Die sitzende, streitbare Göttin trägt einen kurzärmeligen Harnisch mit einem Medusenkopf auf der Brust, dazu ein faltenreiches Gewand, das den Unterkörper bedeckt, aber das rechte Bein bis zum Knie freilässt, und an den Füßen römische Schnürsandalen. Als Kopfbedeckung dient ihr ein Helm mit einer Sphinxfigur über dem Scheitel und Greifenreliefs an den Seiten. Mit dem linken Arm greift sie nach dem aufrecht am Boden stehenden Ägisschild zu ihrer Rechten, der das schlangenumkränzte Haupt der Medusa trägt. Bei dem Schild steht eine Eule als Symbol der Göttin der Weisheit. Die jetzt amputierte rechte Hand umschloss ursprünglich die heute verlorene Lanze der Minerva.
Herkules
Herkules, ein vierschrötiger, kraftstrotzender Mann in mittleren Jahren, mit reichem Lockenschopf und gelocktem Vollbart, thront auf dem Rücken der Hydra, eines fetten, delphinhaften Ungeheuers mit sieben Köpfen und einem Echsenschwanz. Der Held stützt sich mit beiden Armen auf seine mächtige Keule, den Blick seitwärts zum Himmel gewendet, und zerquetscht mit seinem linken Fuß einen Kopf der Hydra. Über seinem linken Arm liegt das Fell des Nemeischen Löwen samt Kopf zum Zeichen seiner erfolgreich vollbrachten ersten Heldenarbeit. Das Fell bedeckt gleichzeitig die Scham des im Übrigen unbekleideten Helden.

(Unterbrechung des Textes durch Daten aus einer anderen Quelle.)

use thiserror::Error;

use crate::value::{DataType, Value};

#[derive(Error, Debug)]
pub enum Error {
    #[error("IO error: {0}")]
    Io(#[from] std::io::Error),

    #[error("Unsupported query construct: {construct}")]
    UnsupportedQueryConstruct { construct: String },

    #[error("Column '{column}' at row {row}: cannot convert {value} to {expected}")]
    ColumnTypeMismatch {
        column: String,
        expected: DataType,
        row: usize,
        value: String,
    },

    #[error("Cannot convert {value} to {target}")]
    Conversion { value: String, target: DataType },

    #[error("Invalid query model: {0}")]
    InvalidQueryModel(String),

    #[error("Column not found: {0}")]
    ColumnNotFound(String),

    #[error("Connection error: {0}")]
    Connection(String),

    #[error("Execution error: {0}")]
    Execution(String),

    #[error("Execution aborted: {0}")]
    ExecutionAborted(String),

    #[error("Query returned no rows")]
    NoRows,

    #[error("Configuration error: {0}")]
    Configuration(String),
}

impl Error {
    pub fn unsupported(construct: impl ToString) -> Self {
        Error::UnsupportedQueryConstruct {
            construct: construct.to_string(),
        }
    }

    pub fn conversion(value: &Value, target: DataType) -> Self {
        Error::Conversion {
            value: value.to_string(),
            target,
        }
    }

    /// Only an aborted execution may be retried; everything else is fatal to the query.
    pub fn is_retryable(&self) -> bool {
        matches!(self, Error::ExecutionAborted(_))
    }
}

pub type Result<T> = std::result::Result<T, Error>;
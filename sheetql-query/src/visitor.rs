// Generic dispatch over query-expression trees

use sheetql_core::{DataType, ElementType, Result};

use crate::expr::{unsupported, BinaryOp, Expr, Literal, UnaryOp};

/// Recursive visitor over [`Expr`].
///
/// `visit` dispatches on the node kind. Every per-kind hook defaults to
/// failing with `UnsupportedQueryConstruct` carrying the node's text, so a
/// visitor only accepts the constructs it explicitly handles.
pub trait ExprVisitor {
    type Output;

    fn visit(&mut self, node: &Expr) -> Result<Self::Output> {
        match node {
            Expr::Source(element) => self.visit_source(node, *element),
            Expr::Call {
                method,
                target,
                args,
            } => self.visit_call(node, method, target.as_deref(), args),
            Expr::Lambda { parameter, body } => self.visit_lambda(node, parameter, body),
            Expr::Parameter(name) => self.visit_parameter(node, name),
            Expr::Member { target, name } => self.visit_member(node, target, name),
            Expr::Index { target, key } => self.visit_index(node, target, key),
            Expr::Constant(literal) => self.visit_constant(node, literal),
            Expr::Binary { op, left, right } => self.visit_binary(node, *op, left, right),
            Expr::Unary { op, operand } => match op {
                UnaryOp::Not => self.visit_not(node, operand),
                UnaryOp::Negate => self.visit_negate(node, operand),
                UnaryOp::Convert(data_type) => self.visit_convert(node, operand, *data_type),
            },
            Expr::New { fields } => self.visit_new(node, fields),
        }
    }

    fn visit_source(&mut self, node: &Expr, _element: ElementType) -> Result<Self::Output> {
        unsupported(node)
    }

    fn visit_call(
        &mut self,
        node: &Expr,
        _method: &str,
        _target: Option<&Expr>,
        _args: &[Expr],
    ) -> Result<Self::Output> {
        unsupported(node)
    }

    fn visit_lambda(&mut self, node: &Expr, _parameter: &str, _body: &Expr) -> Result<Self::Output> {
        unsupported(node)
    }

    fn visit_parameter(&mut self, node: &Expr, _name: &str) -> Result<Self::Output> {
        unsupported(node)
    }

    fn visit_member(&mut self, node: &Expr, _target: &Expr, _name: &str) -> Result<Self::Output> {
        unsupported(node)
    }

    fn visit_index(&mut self, node: &Expr, _target: &Expr, _key: &str) -> Result<Self::Output> {
        unsupported(node)
    }

    fn visit_constant(&mut self, node: &Expr, _literal: &Literal) -> Result<Self::Output> {
        unsupported(node)
    }

    fn visit_binary(
        &mut self,
        node: &Expr,
        _op: BinaryOp,
        _left: &Expr,
        _right: &Expr,
    ) -> Result<Self::Output> {
        unsupported(node)
    }

    fn visit_not(&mut self, node: &Expr, _operand: &Expr) -> Result<Self::Output> {
        unsupported(node)
    }

    fn visit_negate(&mut self, node: &Expr, _operand: &Expr) -> Result<Self::Output> {
        unsupported(node)
    }

    fn visit_convert(
        &mut self,
        node: &Expr,
        _operand: &Expr,
        _data_type: DataType,
    ) -> Result<Self::Output> {
        unsupported(node)
    }

    fn visit_new(&mut self, node: &Expr, _fields: &[(String, Expr)]) -> Result<Self::Output> {
        unsupported(node)
    }
}
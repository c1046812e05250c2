use chrono::{Duration, NaiveDate, NaiveDateTime, NaiveTime};
use serde::{Deserialize, Serialize};
use std::fmt;

use crate::error::{Error, Result};

/// Scalar types a worksheet cell, a literal or a record field can carry.
#[derive(Debug, Clone, Copy, PartialEq, Eq, Hash, Serialize, Deserialize)]
#[serde(rename_all = "snake_case")]
pub enum DataType {
    Text,
    Integer,
    Float,
    Boolean,
    DateTime,
    Date,
}

impl DataType {
    pub fn is_numeric(&self) -> bool {
        matches!(self, DataType::Integer | DataType::Float)
    }
}

impl fmt::Display for DataType {
    fn fmt(&self, f: &mut fmt::Formatter<'_>) -> fmt::Result {
        match self {
            DataType::Text => write!(f, "text"),
            DataType::Integer => write!(f, "integer"),
            DataType::Float => write!(f, "float"),
            DataType::Boolean => write!(f, "boolean"),
            DataType::DateTime => write!(f, "datetime"),
            DataType::Date => write!(f, "date"),
        }
    }
}

/// A raw value as read from a worksheet or bound as a statement parameter.
#[derive(Debug, Clone, PartialEq, Serialize, Deserialize)]
pub enum Value {
    Null,
    Boolean(bool),
    Integer(i64),
    Float(f64),
    Text(String),
    DateTime(NaiveDateTime),
    Date(NaiveDate),
}

const DATE_TIME_FORMATS: &[&str] = &[
    "%Y-%m-%d %H:%M:%S",
    "%Y-%m-%dT%H:%M:%S",
    "%Y-%m-%d %H:%M",
    "%m/%d/%Y %H:%M:%S",
    "%m/%d/%Y %I:%M:%S %p",
];

const DATE_FORMATS: &[&str] = &["%Y-%m-%d", "%m/%d/%Y", "%d.%m.%Y"];

impl Value {
    pub fn is_null(&self) -> bool {
        matches!(self, Value::Null)
    }

    pub fn data_type(&self) -> Option<DataType> {
        match self {
            Value::Null => None,
            Value::Boolean(_) => Some(DataType::Boolean),
            Value::Integer(_) => Some(DataType::Integer),
            Value::Float(_) => Some(DataType::Float),
            Value::Text(_) => Some(DataType::Text),
            Value::DateTime(_) => Some(DataType::DateTime),
            Value::Date(_) => Some(DataType::Date),
        }
    }

    /// Convert to `target`, the way a spreadsheet driver's loosely typed
    /// cells are converted into declared field types. `Null` stays `Null`.
    pub fn coerce(&self, target: DataType) -> Result<Value> {
        if self.is_null() {
            return Ok(Value::Null);
        }
        let converted = match target {
            DataType::Text => Some(Value::Text(self.render_text())),
            DataType::Integer => self.to_integer().map(Value::Integer),
            DataType::Float => self.to_float().map(Value::Float),
            DataType::Boolean => self.to_boolean().map(Value::Boolean),
            DataType::DateTime => self.to_date_time().map(Value::DateTime),
            DataType::Date => self.to_date_time().map(|dt| Value::Date(dt.date())),
        };
        converted.ok_or_else(|| Error::conversion(self, target))
    }

    fn render_text(&self) -> String {
        match self {
            Value::Null => String::new(),
            Value::Boolean(b) => b.to_string(),
            Value::Integer(i) => i.to_string(),
            Value::Float(f) => f.to_string(),
            Value::Text(s) => s.clone(),
            Value::DateTime(dt) => dt.format("%Y-%m-%d %H:%M:%S").to_string(),
            Value::Date(d) => d.format("%Y-%m-%d").to_string(),
        }
    }

    fn to_integer(&self) -> Option<i64> {
        match self {
            Value::Integer(i) => Some(*i),
            Value::Float(f) => float_to_integer(*f),
            Value::Boolean(b) => Some(i64::from(*b)),
            Value::Text(s) => {
                let s = s.trim();
                s.parse::<i64>()
                    .ok()
                    .or_else(|| s.parse::<f64>().ok().and_then(float_to_integer))
            }
            _ => None,
        }
    }

    fn to_float(&self) -> Option<f64> {
        match self {
            Value::Integer(i) => Some(*i as f64),
            Value::Float(f) => Some(*f),
            Value::Boolean(b) => Some(if *b { 1.0 } else { 0.0 }),
            Value::Text(s) => s.trim().parse::<f64>().ok().filter(|f| f.is_finite()),
            _ => None,
        }
    }

    fn to_boolean(&self) -> Option<bool> {
        match self {
            Value::Boolean(b) => Some(*b),
            Value::Integer(i) => Some(*i != 0),
            Value::Float(f) => Some(*f != 0.0),
            Value::Text(s) => match s.trim().to_ascii_lowercase().as_str() {
                "true" | "yes" | "1" => Some(true),
                "false" | "no" | "0" => Some(false),
                _ => None,
            },
            _ => None,
        }
    }

    fn to_date_time(&self) -> Option<NaiveDateTime> {
        match self {
            Value::DateTime(dt) => Some(*dt),
            Value::Date(d) => Some(d.and_time(NaiveTime::MIN)),
            Value::Integer(i) => from_serial_date(*i as f64),
            Value::Float(f) => from_serial_date(*f),
            Value::Text(s) => parse_date_time(s.trim()),
            _ => None,
        }
    }
}

fn float_to_integer(f: f64) -> Option<i64> {
    if f.is_finite() && f.fract() == 0.0 && f >= i64::MIN as f64 && f <= i64::MAX as f64 {
        Some(f as i64)
    } else {
        None
    }
}

/// Spreadsheet serial dates count days from 1899-12-30; the fraction is the time of day.
fn from_serial_date(serial: f64) -> Option<NaiveDateTime> {
    if !serial.is_finite() || !(0.0..=2_958_465.0).contains(&serial) {
        return None;
    }
    let epoch = NaiveDate::from_ymd_opt(1899, 12, 30)?.and_time(NaiveTime::MIN);
    let millis = (serial * 86_400_000.0).round() as i64;
    epoch.checked_add_signed(Duration::milliseconds(millis))
}

fn parse_date_time(s: &str) -> Option<NaiveDateTime> {
    DATE_TIME_FORMATS
        .iter()
        .find_map(|fmt| NaiveDateTime::parse_from_str(s, fmt).ok())
        .or_else(|| {
            DATE_FORMATS
                .iter()
                .find_map(|fmt| NaiveDate::parse_from_str(s, fmt).ok())
                .map(|d| d.and_time(NaiveTime::MIN))
        })
}

impl fmt::Display for Value {
    fn fmt(&self, f: &mut fmt::Formatter<'_>) -> fmt::Result {
        match self {
            Value::Null => write!(f, "null"),
            Value::Text(s) => write!(f, "{:?}", s),
            other => write!(f, "{}", other.render_text()),
        }
    }
}

impl From<bool> for Value {
    fn from(v: bool) -> Self {
        Value::Boolean(v)
    }
}

impl From<i32> for Value {
    fn from(v: i32) -> Self {
        Value::Integer(i64::from(v))
    }
}

impl From<i64> for Value {
    fn from(v: i64) -> Self {
        Value::Integer(v)
    }
}

impl From<f64> for Value {
    fn from(v: f64) -> Self {
        Value::Float(v)
    }
}

impl From<&str> for Value {
    fn from(v: &str) -> Self {
        Value::Text(v.to_string())
    }
}

impl From<String> for Value {
    fn from(v: String) -> Self {
        Value::Text(v)
    }
}

impl From<NaiveDateTime> for Value {
    fn from(v: NaiveDateTime) -> Self {
        Value::DateTime(v)
    }
}

impl From<NaiveDate> for Value {
    fn from(v: NaiveDate) -> Self {
        Value::Date(v)
    }
}

impl<T: Into<Value>> From<Option<T>> for Value {
    fn from(v: Option<T>) -> Self {
        v.map(Into::into).unwrap_or(Value::Null)
    }
}
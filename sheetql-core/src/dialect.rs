use serde::{Deserialize, Serialize};
use std::fmt;
use std::path::{Path, PathBuf};
use std::str::FromStr;

use crate::error::{Error, Result};

/// Workbook file formats, each with its own driver profile.
#[derive(Debug, Clone, Copy, PartialEq, Eq, Hash, Serialize, Deserialize)]
#[serde(rename_all = "snake_case")]
pub enum FileVersion {
    Csv,
    #[serde(rename = "pre_excel_2007", alias = "xls")]
    PreExcel2007,
    #[serde(rename = "excel_2007", alias = "xlsx")]
    Excel2007,
}

impl FileVersion {
    /// Detect the version from the file extension.
    pub fn from_path(path: &Path) -> Result<Self> {
        let extension = path
            .extension()
            .and_then(|ext| ext.to_str())
            .map(str::to_ascii_lowercase)
            .ok_or_else(|| {
                Error::Configuration(format!("'{}' has no file extension", path.display()))
            })?;
        match extension.as_str() {
            "csv" => Ok(FileVersion::Csv),
            "xls" => Ok(FileVersion::PreExcel2007),
            "xlsx" | "xlsm" | "xlsb" => Ok(FileVersion::Excel2007),
            other => Err(Error::Configuration(format!(
                "unsupported workbook extension '.{}'",
                other
            ))),
        }
    }
}

impl fmt::Display for FileVersion {
    fn fmt(&self, f: &mut fmt::Formatter<'_>) -> fmt::Result {
        match self {
            FileVersion::Csv => write!(f, "csv"),
            FileVersion::PreExcel2007 => write!(f, "pre_excel_2007"),
            FileVersion::Excel2007 => write!(f, "excel_2007"),
        }
    }
}

impl FromStr for FileVersion {
    type Err = Error;

    fn from_str(s: &str) -> Result<Self> {
        match s.trim().to_ascii_lowercase().as_str() {
            "csv" => Ok(FileVersion::Csv),
            "pre_excel_2007" | "xls" => Ok(FileVersion::PreExcel2007),
            "excel_2007" | "xlsx" => Ok(FileVersion::Excel2007),
            other => Err(Error::Configuration(format!("unknown file version '{}'", other))),
        }
    }
}

/// Path of a workbook plus the format it is read as.
#[derive(Debug, Clone, PartialEq, Eq, Serialize, Deserialize)]
pub struct FileIdentity {
    pub path: PathBuf,
    pub version: FileVersion,
}

impl FileIdentity {
    pub fn new(path: impl Into<PathBuf>) -> Result<Self> {
        let path = path.into();
        let version = FileVersion::from_path(&path)?;
        Ok(Self { path, version })
    }

    pub fn with_version(path: impl Into<PathBuf>, version: FileVersion) -> Self {
        Self {
            path: path.into(),
            version,
        }
    }

    pub fn file_name(&self) -> Option<&str> {
        self.path.file_name().and_then(|name| name.to_str())
    }
}

#[derive(Debug, Clone, Copy, PartialEq, Eq)]
pub enum IdentifierQuoting {
    /// `[Name]`, with `]` doubled.
    Brackets,
    /// `"Name"`, with `"` doubled.
    DoubleQuotes,
}

#[derive(Debug, Clone, Copy, PartialEq, Eq)]
pub enum LimitStyle {
    /// `SELECT TOP n ...`
    Top,
    /// `... LIMIT n`
    Limit,
}

#[derive(Debug, Clone, Copy, PartialEq, Eq)]
pub enum SheetReference {
    /// Excel drivers address a worksheet as `Name$`.
    WorksheetSuffix,
    /// Text drivers address the file itself.
    Plain,
}

/// How wildcard characters inside a `LIKE` pattern are neutralised.
#[derive(Debug, Clone, Copy, PartialEq, Eq)]
pub enum LikeEscape {
    /// `[%]`, `[_]`, `[[]` character classes.
    Brackets,
    /// Backslash prefix plus an `ESCAPE '\'` clause.
    Backslash,
}

impl LikeEscape {
    pub fn escape(&self, text: &str) -> String {
        let mut escaped = String::with_capacity(text.len());
        for ch in text.chars() {
            match (self, ch) {
                (LikeEscape::Brackets, '%' | '_' | '[' | '#' | '*' | '?') => {
                    escaped.push('[');
                    escaped.push(ch);
                    escaped.push(']');
                }
                (LikeEscape::Backslash, '%' | '_' | '\\') => {
                    escaped.push('\\');
                    escaped.push(ch);
                }
                _ => escaped.push(ch),
            }
        }
        escaped
    }

    /// Trailing clause required after `LIKE ?`, if any.
    pub fn clause(&self) -> &'static str {
        match self {
            LikeEscape::Brackets => "",
            LikeEscape::Backslash => " ESCAPE '\\'",
        }
    }
}

#[derive(Debug, Clone, Copy, PartialEq, Eq)]
enum DataSourceTarget {
    File,
    Directory,
}

/// Identifier quoting, clause syntax and connection template for one
/// driver/file-version combination.
#[derive(Debug, Clone, Copy, PartialEq, Eq)]
pub struct DialectProfile {
    pub name: &'static str,
    pub quoting: IdentifierQuoting,
    pub limit_style: LimitStyle,
    pub sheet_reference: SheetReference,
    pub like_escape: LikeEscape,
    /// Function used to fold case for case-insensitive matching.
    pub upper_function: &'static str,
    /// Whether `INSTR(start, haystack, needle, 0)` binary comparison is available.
    pub supports_instr: bool,
    connection_template: Option<&'static str>,
    data_source: DataSourceTarget,
}

impl DialectProfile {
    pub fn for_version(version: FileVersion) -> Self {
        match version {
            FileVersion::Csv => Self {
                name: "jet-text",
                sheet_reference: SheetReference::Plain,
                connection_template: Some(
                    "Provider=Microsoft.Jet.OLEDB.4.0;Data Source={path};Extended Properties=\"text;HDR=Yes;FMT=Delimited;\"",
                ),
                data_source: DataSourceTarget::Directory,
                ..Self::jet()
            },
            FileVersion::PreExcel2007 => Self {
                name: "jet-excel8",
                connection_template: Some(
                    "Provider=Microsoft.Jet.OLEDB.4.0;Data Source={path};Extended Properties=\"Excel 8.0;HDR=YES;\"",
                ),
                ..Self::jet()
            },
            FileVersion::Excel2007 => Self {
                name: "ace-excel12",
                connection_template: Some(
                    "Provider=Microsoft.ACE.OLEDB.12.0;Data Source={path};Extended Properties=\"Excel 12.0 Xml;HDR=YES\"",
                ),
                ..Self::jet()
            },
        }
    }

    fn jet() -> Self {
        Self {
            name: "jet",
            quoting: IdentifierQuoting::Brackets,
            limit_style: LimitStyle::Top,
            sheet_reference: SheetReference::WorksheetSuffix,
            like_escape: LikeEscape::Brackets,
            upper_function: "UCASE",
            supports_instr: true,
            connection_template: None,
            data_source: DataSourceTarget::File,
        }
    }

    /// Double-quoted identifiers and a trailing `LIMIT`, for drivers that
    /// speak standard SQL over worksheet files.
    pub fn ansi() -> Self {
        Self {
            name: "ansi",
            quoting: IdentifierQuoting::DoubleQuotes,
            limit_style: LimitStyle::Limit,
            sheet_reference: SheetReference::Plain,
            like_escape: LikeEscape::Backslash,
            upper_function: "UPPER",
            supports_instr: false,
            connection_template: None,
            data_source: DataSourceTarget::File,
        }
    }

    pub fn quote_identifier(&self, name: &str) -> String {
        match self.quoting {
            IdentifierQuoting::Brackets => format!("[{}]", name.replace(']', "]]")),
            IdentifierQuoting::DoubleQuotes => format!("\"{}\"", name.replace('"', "\"\"")),
        }
    }

    pub fn worksheet_reference(&self, worksheet: &str) -> String {
        match self.sheet_reference {
            SheetReference::WorksheetSuffix if !worksheet.ends_with('$') => {
                self.quote_identifier(&format!("{}$", worksheet))
            }
            _ => self.quote_identifier(worksheet),
        }
    }

    /// Connection string for the driver, if this profile has one.
    pub fn connection_string(&self, path: &Path) -> Option<String> {
        let template = self.connection_template?;
        let source = match self.data_source {
            DataSourceTarget::File => path.to_path_buf(),
            DataSourceTarget::Directory => path
                .parent()
                .map(Path::to_path_buf)
                .unwrap_or_default(),
        };
        Some(template.replace("{path}", &source.display().to_string()))
    }
}

impl Default for DialectProfile {
    fn default() -> Self {
        Self::for_version(FileVersion::Excel2007)
    }
}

Das Standbild zeigt eine Momentaufnahme von Herkules’ heroischem Kampf mit der Hydra, seiner zweiten Heldenarbeit. Während die meisten Künstler Herkules stehend und Aug’ in Aug’ mit dem Ungeheuer darstellten, wählte Lejeune die sitzende Position des Bezwingers, aus der es umso leichter fällt, der Hydra die Köpfe abzuschlagen. (Vielleicht entschied sich Lejeune für die sitzende Position auch aus Gründen der Statik und in Analogie zur thronenden Haltung der Minerva.) Man ist unschlüssig, ob der Held vorübergehend ermattet ist und ob sein Blick zum Himmel seine Ratlosigkeit ausdrückt, wie er weiter mit der Hydra verfahren soll. Jedenfalls wird er ihr alsbald die sterblichen Köpfe und dann den unsterblichen Kopf abschlagen, mit der Fackel die enthaupteten Hälse ausbrennen und damit die Vernichtung der Hydra besiegeln.
Literatur
- Karl Büchele: Stuttgart und seine Umgebungen für Einheimische und Fremde. Stuttgart 1858, Seite 23, pdf.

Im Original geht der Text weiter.